Interestingly, as a traveller and a die-hard downhill skier, I’ve been fortunate to carve turns at most of the major ski resorts in Western Canada. And, personally, I count Marmot Basin as one of the best family-friendly ski resorts I’ve ever visited. Why? The snow is awesome, the terrain is beautiful and user-friendly, and there are green, blue, and black runs that descend off basically every chair. This means people of different abilities can all ski off the same chairlift and have an awesome run that fits their skill level. You just meet at the bottom and do it all over again!
Unquestionably - regardless if you’re skiing, fat biking, ice-climbing, snow-shoeing, hiking, or you name it - exploring the historic Jasper townsite after your adventures is a must. With numerous watering holes, cafes, restaurants, souvenir shops, clothing outlets, locally-made crafts, and artisan galleries, it will take numerous visits to appreciate all of the opportunities.

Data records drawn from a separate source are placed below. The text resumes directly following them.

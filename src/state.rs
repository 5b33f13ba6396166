//! Application state shared by the HTTP handlers.

use std::sync::Arc;
use std::time::Instant;

use crate::discovery::Discoverer;
use crate::response::BufferPool;
use crate::scrape::ScrapeCoordinator;
use crate::telemetry::ProxyMetrics;

/// Type alias for shared application state.
pub type SharedState = Arc<AppState>;

/// State shared across concurrent requests.
pub struct AppState {
    pub discoverer: Discoverer,
    pub coordinator: ScrapeCoordinator,
    /// Self metrics; the coordinator holds a second handle to the same registry.
    pub metrics: Arc<ProxyMetrics>,
    /// Encode buffers reused between responses.
    pub buffers: BufferPool,
    /// Server start time for uptime reporting.
    pub start_time: Instant,
}

impl AppState {
    pub fn new(
        discoverer: Discoverer,
        coordinator: ScrapeCoordinator,
        metrics: Arc<ProxyMetrics>,
    ) -> Self {
        Self {
            discoverer,
            coordinator,
            metrics,
            buffers: BufferPool::default(),
            start_time: Instant::now(),
        }
    }

    /// Sub-path served for the merged snapshot and requested from endpoints.
    pub fn metrics_path(&self) -> &str {
        &self.coordinator.settings().metrics_path
    }
}
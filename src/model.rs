//! Metric family model shared by the codec, the coordinator and the merge engine.
//!
//! A [`MetricFamily`] is owned by exactly one pipeline stage at a time: the
//! decoder produces it, the tag injector rewrites it in place, and the merge
//! engine either adopts it or drains its samples into an existing family.

use std::fmt;

/// Declared type of a metric family.
#[derive(Debug, Clone, Copy, PartialEq, Eq, Default)]
pub enum MetricKind {
    Counter,
    Gauge,
    Histogram,
    Summary,
    #[default]
    Untyped,
}

impl MetricKind {
    /// Parses the keyword used on `# TYPE` lines.
    pub fn from_type_keyword(keyword: &str) -> Option<Self> {
        match keyword {
            "counter" => Some(MetricKind::Counter),
            "gauge" => Some(MetricKind::Gauge),
            "histogram" => Some(MetricKind::Histogram),
            "summary" => Some(MetricKind::Summary),
            "untyped" => Some(MetricKind::Untyped),
            _ => None,
        }
    }

    pub fn as_str(&self) -> &'static str {
        match self {
            MetricKind::Counter => "counter",
            MetricKind::Gauge => "gauge",
            MetricKind::Histogram => "histogram",
            MetricKind::Summary => "summary",
            MetricKind::Untyped => "untyped",
        }
    }
}

impl fmt::Display for MetricKind {
    fn fmt(&self, f: &mut fmt::Formatter<'_>) -> fmt::Result {
        f.write_str(self.as_str())
    }
}

/// One histogram bucket: cumulative count of observations `<= upper_bound`.
#[derive(Debug, Clone, Copy, PartialEq)]
pub struct Bucket {
    pub upper_bound: f64,
    pub cumulative_count: f64,
}

/// One summary quantile.
#[derive(Debug, Clone, Copy, PartialEq)]
pub struct Quantile {
    pub quantile: f64,
    pub value: f64,
}

/// Value carried by a sample. Counters, gauges and untyped metrics share
/// the scalar shape.
#[derive(Debug, Clone, PartialEq)]
pub enum SampleValue {
    Scalar(f64),
    Histogram {
        buckets: Vec<Bucket>,
        sum: f64,
        count: f64,
    },
    Summary {
        quantiles: Vec<Quantile>,
        sum: f64,
        count: f64,
    },
}

impl SampleValue {
    /// Whether this value can be exposed under a family of `kind`.
    pub fn fits(&self, kind: MetricKind) -> bool {
        match self {
            SampleValue::Scalar(_) => matches!(
                kind,
                MetricKind::Counter | MetricKind::Gauge | MetricKind::Untyped
            ),
            SampleValue::Histogram { .. } => kind == MetricKind::Histogram,
            SampleValue::Summary { .. } => kind == MetricKind::Summary,
        }
    }
}

/// One labelled observation within a family.
///
/// Labels are kept as an ordered list rather than a map: endpoint tags are
/// appended after the labels the endpoint reported, and a tag whose name
/// collides with an existing label is kept alongside it.
#[derive(Debug, Clone, PartialEq)]
pub struct Sample {
    pub labels: Vec<(String, String)>,
    pub value: SampleValue,
    pub timestamp_ms: Option<i64>,
}

impl Sample {
    pub fn scalar(labels: Vec<(String, String)>, value: f64) -> Self {
        Self {
            labels,
            value: SampleValue::Scalar(value),
            timestamp_ms: None,
        }
    }

    pub fn label(&self, name: &str) -> Option<&str> {
        self.labels
            .iter()
            .find(|(n, _)| n == name)
            .map(|(_, v)| v.as_str())
    }
}

/// A named group of samples sharing one declared kind.
#[derive(Debug, Clone, PartialEq)]
pub struct MetricFamily {
    pub name: String,
    pub help: Option<String>,
    pub kind: MetricKind,
    pub samples: Vec<Sample>,
}

impl MetricFamily {
    pub fn new(name: impl Into<String>, kind: MetricKind) -> Self {
        Self {
            name: name.into(),
            help: None,
            kind,
            samples: Vec::new(),
        }
    }

    pub fn with_help(mut self, help: impl Into<String>) -> Self {
        self.help = Some(help.into());
        self
    }

    pub fn with_sample(mut self, sample: Sample) -> Self {
        self.samples.push(sample);
        self
    }
}
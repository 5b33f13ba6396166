//! Root endpoint handler for the landing page.

use axum::{extract::State, response::IntoResponse};
use tracing::{debug, instrument};

use crate::state::SharedState;

/// Handler for the root `/` endpoint.
#[instrument(skip(state))]
pub async fn root_handler(State(state): State<SharedState>) -> impl IntoResponse {
    debug!("Processing / request");

    let version = env!("CARGO_PKG_VERSION");

    let uptime_secs = state.start_time.elapsed().as_secs();
    let hours = uptime_secs / 3600;
    let minutes = (uptime_secs % 3600) / 60;
    let seconds = uptime_secs % 60;

    format!(
        "abstract-socket-proxy {version}\n\
         \n\
         Aggregated metrics: {path}\n\
         Socket table:       {table}\n\
         Socket pattern:     {pattern}\n\
         Uptime:             {hours}h {minutes}m {seconds}s\n",
        version = version,
        path = state.metrics_path(),
        table = state.discoverer.source().display(),
        pattern = state.discoverer.pattern().as_str(),
        hours = hours,
        minutes = minutes,
        seconds = seconds,
    )
}
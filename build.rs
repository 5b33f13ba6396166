// build.rs

fn main() {
    // Generate build info for the version banner
    vergen::EmitBuilder::builder()
        .all_build()
        .all_git()
        .emit()
        .expect("Unable to generate build info");
}
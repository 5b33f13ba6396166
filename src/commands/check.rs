//! Check command implementation.
//!
//! Validates configuration and the socket table the proxy discovers from.

use std::fs;

use abstract_socket_proxy::discovery::parse_socket_table;

use crate::config::{validate_effective_config, Config};

/// Validates configuration and runtime requirements.
pub fn command_check(config: &Config) -> Result<(), Box<dyn std::error::Error>> {
    println!("🔍 Abstract Socket Proxy - System Check");
    println!("=======================================");

    let mut all_ok = true;

    // Check configuration
    println!("\n⚙️  Checking configuration...");
    match validate_effective_config(config) {
        Ok(_) => {
            println!("   ✅ Configuration is valid");
        }
        Err(e) => {
            println!("   ❌ Configuration invalid: {}", e);
            all_ok = false;
        }
    }

    // Check the socket table
    let table_path = config.socket_table();
    println!("\n📁 Checking socket table {}...", table_path.display());
    match fs::read_to_string(&table_path) {
        Ok(table) => {
            println!("   ✅ Socket table readable ({} lines)", table.lines().count());

            if let Ok(Some(pattern)) = config.compiled_pattern() {
                let endpoints = parse_socket_table(&pattern, &table);
                if endpoints.is_empty() {
                    println!("   ⚠️  No sockets currently match the pattern");
                } else {
                    println!("   ✅ {} sockets match the pattern", endpoints.len());
                }
            }
        }
        Err(e) => {
            println!("   ❌ Cannot read socket table: {}", e);
            all_ok = false;
        }
    }

    println!("\n📋 Summary:");
    if all_ok {
        println!("   ✅ All checks passed - proxy is ready");
        Ok(())
    } else {
        println!("   ❌ Some checks failed - please review warnings");
        std::process::exit(1);
    }
}
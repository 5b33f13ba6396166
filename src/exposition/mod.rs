//! Prometheus exposition codec.
//!
//! This module turns scraped payloads into [`MetricFamily`] values and turns
//! merged families back into bytes. Upstream endpoints are always read as
//! text format 0.0.4; responses are written in whichever format the caller
//! negotiated through its `Accept` header.

pub mod protobuf;
pub mod text;

use std::io::Write;

use thiserror::Error;

use crate::model::{MetricFamily, MetricKind};

pub use text::decode;

/// Content type of the text exposition format.
pub const TEXT_CONTENT_TYPE: &str = "text/plain; version=0.0.4; charset=utf-8";

/// Content type of the length-delimited protobuf exposition format.
pub const PROTO_DELIMITED_CONTENT_TYPE: &str =
    "application/vnd.google.protobuf; proto=io.prometheus.client.MetricFamily; encoding=delimited";

const PROTO_MEDIA_TYPE: &str = "application/vnd.google.protobuf";
const PROTO_PROTOCOL: &str = "io.prometheus.client.MetricFamily";
const TEXT_VERSION: &str = "0.0.4";

/// Error raised while decoding a scraped payload.
#[derive(Debug, Error)]
pub enum DecodeError {
    #[error("payload is not valid UTF-8: {0}")]
    Utf8(#[from] std::str::Utf8Error),

    #[error("line {line}: {reason}")]
    Syntax { line: usize, reason: String },
}

/// Error raised while encoding a family.
#[derive(Debug, Error)]
pub enum EncodeError {
    #[error("metric family {family} contains a sample that is not a {kind}")]
    KindMismatch { family: String, kind: MetricKind },

    #[error("failed to write encoded family: {0}")]
    Io(#[from] std::io::Error),

    #[error("failed to encode protobuf message: {0}")]
    Protobuf(#[from] prost::EncodeError),
}

/// Output format selected for a response.
#[derive(Debug, Clone, Copy, PartialEq, Eq, Default)]
pub enum Format {
    #[default]
    Text,
    ProtoDelimited,
}

impl Format {
    pub fn content_type(&self) -> &'static str {
        match self {
            Format::Text => TEXT_CONTENT_TYPE,
            Format::ProtoDelimited => PROTO_DELIMITED_CONTENT_TYPE,
        }
    }

    /// Picks the output format from an `Accept` header value.
    ///
    /// Media ranges are considered in descending `q` order. Protobuf is only
    /// chosen for the delimited encoding of `io.prometheus.client.MetricFamily`;
    /// `text/plain` is accepted without a version or with version 0.0.4.
    /// The protobuf `text` and `compact-text` encodings are not served; such
    /// ranges are skipped like any other unsupported one.
    /// Anything else falls back to text.
    pub fn negotiate(accept: Option<&str>) -> Format {
        let Some(accept) = accept else {
            return Format::Text;
        };

        for range in parse_accept(accept) {
            if range.media_type == PROTO_MEDIA_TYPE
                && range.param("proto") == Some(PROTO_PROTOCOL)
                && range.param("encoding") == Some("delimited")
            {
                return Format::ProtoDelimited;
            }
            if range.media_type == "text/plain"
                && matches!(range.param("version"), None | Some(TEXT_VERSION))
            {
                return Format::Text;
            }
        }

        Format::Text
    }

    /// Writes one family to `out`.
    pub fn encode(&self, family: &MetricFamily, out: &mut impl Write) -> Result<(), EncodeError> {
        match self {
            Format::Text => text::encode(family, out),
            Format::ProtoDelimited => protobuf::encode(family, out),
        }
    }
}

/// One media range of an `Accept` header.
#[derive(Debug)]
struct MediaRange {
    media_type: String,
    params: Vec<(String, String)>,
    q: f64,
}

impl MediaRange {
    fn param(&self, name: &str) -> Option<&str> {
        self.params
            .iter()
            .find(|(k, _)| k == name)
            .map(|(_, v)| v.as_str())
    }
}

/// Splits an `Accept` header into media ranges sorted by descending quality.
fn parse_accept(header: &str) -> Vec<MediaRange> {
    let mut ranges: Vec<MediaRange> = header
        .split(',')
        .filter_map(|part| {
            let mut pieces = part.split(';');
            let media_type = pieces.next()?.trim().to_ascii_lowercase();
            if media_type.is_empty() {
                return None;
            }

            let mut q = 1.0;
            let mut params = Vec::new();
            for piece in pieces {
                let Some((key, value)) = piece.split_once('=') else {
                    continue;
                };
                let key = key.trim().to_ascii_lowercase();
                let value = value.trim().trim_matches('"').to_string();
                if key == "q" {
                    q = value.parse().unwrap_or(0.0);
                } else {
                    params.push((key, value));
                }
            }

            Some(MediaRange {
                media_type,
                params,
                q,
            })
        })
        .collect();

    // Stable sort keeps header order among equal weights.
    ranges.sort_by(|a, b| b.q.partial_cmp(&a.q).unwrap_or(std::cmp::Ordering::Equal));
    ranges
}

On our recent visit, Jasper Brewing (I paired my IPA with their outstanding elk meatloaf) was definitely a highlight. But we also visited two other notable restaurants - Jasper Pizza Place (a local institution) and Terra (locally farmed and foraged fare) - and they did not disappoint.
And, lastly, the accommodation options (we stayed in the brand new wing at the newly renovated Forest Park Hotel) are plentiful in Jasper. From youth hostels to the sprawling Fairmont Jasper Park Lodge, you can find accommodation to fit almost any budget in Jasper.
Of course, where you stay on your Jasper journey is probably not going to be as important as the places you go and the people you meet. And no doubt you’ll encounter many friendly locals along the way. You may even meet a few while clinging precariously from an icewall.